Recently I was asked to present to a group of college students the topic of sustainable living from a Tignum perspective. I knew that they were very familiar with the idea of sustainability from an environmental perspective so I wanted to stimulate them to think about sustainability from a human perspective. I apologize for this being so long but I thought it may provide some great nuggets for you too. Below is my rant:
In today’s media the rave is definitely sustainability. Since Al Gore produced the inconvenient truth businesses, and individuals have been challenged on how they can reduce their energy consumption, reduce their carbon emissions, recycle more, consume less, and become more environmentally sustainable. Almost every company has a strategic plan on how to make their brand more “green”. This is great for the reduction of global warming and the aversion of an environmental crisis but it doesn’t necessarily address the inconvenient truth about humans.
Most human beings have extremely poor habits when it comes to their own sustainability. They count on medical discoveries to keep themselves alive longer but they do nothing to improve the quality of the years they have. Even worse, the demands of the business world are growing and this is exponentially increasing the stress that most people are under. When you combine the fact that we are eating more processed foods, moving less, getting more unhealthy, and under more stress you have the perfect recipe for a disaster (maybe even worse than global warming).
Interestingly enough, some of the solutions for global warming are equally beneficial for our own sustainability. If we consumed less food (especially processed and artificial foods) and eat more locally grown organic foods we would reduce the fuel used for transporting foods, we would reduce the need for packaging, we would reduce the use of pesticides and herbicides, we would produce less pollution, and we would produce more local jobs. But we would also improve our energy levels, enhance our resilience, improve our brain performance, expand our capacity to perform at a high level both at work and away from work. Similarly, if we moved our bodies more by walking, riding our bikes, taking the stairs rather than the elevator, etc. we would use less energy, create less energy, burn more calories, improve our health and become more productive.

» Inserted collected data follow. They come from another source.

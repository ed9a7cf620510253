use serde::{Deserialize, Serialize};
use std::path::PathBuf;
use std::time::Duration;

/// Which classification strategy to build, and its settings.
#[derive(Debug, Clone, PartialEq, Serialize, Deserialize)]
#[serde(tag = "strategy", rename_all = "snake_case")]
pub enum ClassifierConfig {
    OnDevice(OnDeviceConfig),
    Remote(RemoteConfig),
}

/// Memory order of the image tensor fed to the model.
#[derive(Debug, Clone, Copy, PartialEq, Eq, Default, Serialize, Deserialize)]
#[serde(rename_all = "lowercase")]
pub enum TensorLayout {
    #[default]
    Nchw,
    Nhwc,
}

#[derive(Debug, Clone, PartialEq, Serialize, Deserialize)]
pub struct OnDeviceConfig {
    pub model_path: PathBuf,
    /// One label per line, optionally prefixed by its index.
    pub labels_path: PathBuf,
    #[serde(default = "default_input_size")]
    pub input_size: u32,
    #[serde(default)]
    pub layout: TensorLayout,
    /// Label that means "accept".
    #[serde(default = "default_positive_label")]
    pub positive_label: String,
}

fn default_input_size() -> u32 {
    224
}

fn default_positive_label() -> String {
    "academic".to_string()
}

#[derive(Debug, Clone, Copy, PartialEq, Eq, Default, Serialize, Deserialize)]
#[serde(rename_all = "snake_case")]
pub enum PayloadEncoding {
    /// multipart/form-data with the image in a `file` field.
    #[default]
    Multipart,
    /// JSON body `{ "image": "<base64>" }`.
    Base64Json,
}

#[derive(Debug, Clone, PartialEq, Serialize, Deserialize)]
pub struct RemoteConfig {
    pub endpoint: String,
    #[serde(default)]
    pub encoding: PayloadEncoding,
    /// Bound on connecting and uploading the request body.
    #[serde(default = "default_send_timeout_ms")]
    pub send_timeout_ms: u64,
    /// Bound on the whole exchange, including a cold-started endpoint.
    #[serde(default = "default_response_timeout_ms")]
    pub response_timeout_ms: u64,
}

fn default_send_timeout_ms() -> u64 {
    10_000
}

fn default_response_timeout_ms() -> u64 {
    60_000
}

impl RemoteConfig {
    pub fn new(endpoint: impl Into<String>) -> Self {
        Self {
            endpoint: endpoint.into(),
            encoding: PayloadEncoding::default(),
            send_timeout_ms: default_send_timeout_ms(),
            response_timeout_ms: default_response_timeout_ms(),
        }
    }

    pub fn send_timeout(&self) -> Duration {
        Duration::from_millis(self.send_timeout_ms)
    }

    pub fn response_timeout(&self) -> Duration {
        Duration::from_millis(self.response_timeout_ms)
    }
}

We live in a time where expectations for performance are low. We have grown to accept mediocrity from the average person because they don’t have the energy, focus, passion or capacity to consistently perform at a high level. This is a crisis. But it’s also a huge opportunity.
For those that make their own sustainable high performance a priority they will be rewarded with a plethora of options. Companies will be competing to get these people because they will be more creative, innovative, productive, and passionate. This is what companies will need to win.
So how can students begin now to invest in their own Sustainable High Performance habits? First, develop a high performance Mindset. That means become solution oriented rather than problem oriented. Quit buying into the drama of rumors and worst case scenarios and start challenging everything to find the truth. Stop settling for imitations and start creating innovations. Be new, be fresh, be passionate and be willing to take a risk. Second, begin eating in a high performance way. Your brain needs the right nutrients to perform its best. You need to keep your blood sugar steady and you need to be sure you are well hydrated. Stop using caffeine as the drug of choice to stay awake and instead use natural organic nutrient dense food to become alive. Stop skipping meals, especially breakfast, and start thinking about what your eating and the way it makes you feel. Eat better, eat more often, but eat less at each meal. Get rid of sugar whenever possible and eliminate high fructose corn syrup from your diet now - its killing you. Third, move more and sit less. Swear off elevators, escalators, and people movers. You were born with a people mover - your legs. Your body was built to move. When you don’t move regularly you are dying - period. Movement creates energy so skip the latte and try the stairs. Exercise is great but you can do less than you think if you just do it every day. Pick something you love like yoga, walking, riding your bike, or a recreational sport. Start looking at your body as something you are going to need for a long time (because you will). Treat it like you own it rather than like you’re just renting it. Finally, be sure to strategically plan for your own rest and recovery. Sleep isn’t a luxury its a necessity. During sleep your hormones get balance, your brain gets renewed, your cells regenerate and your immune system gets strong. Learn to breath because breath connects your mind and your body and is the difference between being alive and being dead (if you don’t believe me stop breathing and see what happens). Take some time to do nothing. Take powernaps every day (no more than 20 minutes). Plan breaks. Laugh often. All of these things help you recover.
If you do these things savagely well you will have more energy, a better resilience, a high performing brain, and an enhanced capacity. You will feel better, perform better, love better and live better. More importantly, you will be the cream of the crop, the golden nugget, and the most sought after commodity in the future. If you don’t believe me, look around. That is what you’re competing with and they don’t look sustainable to me.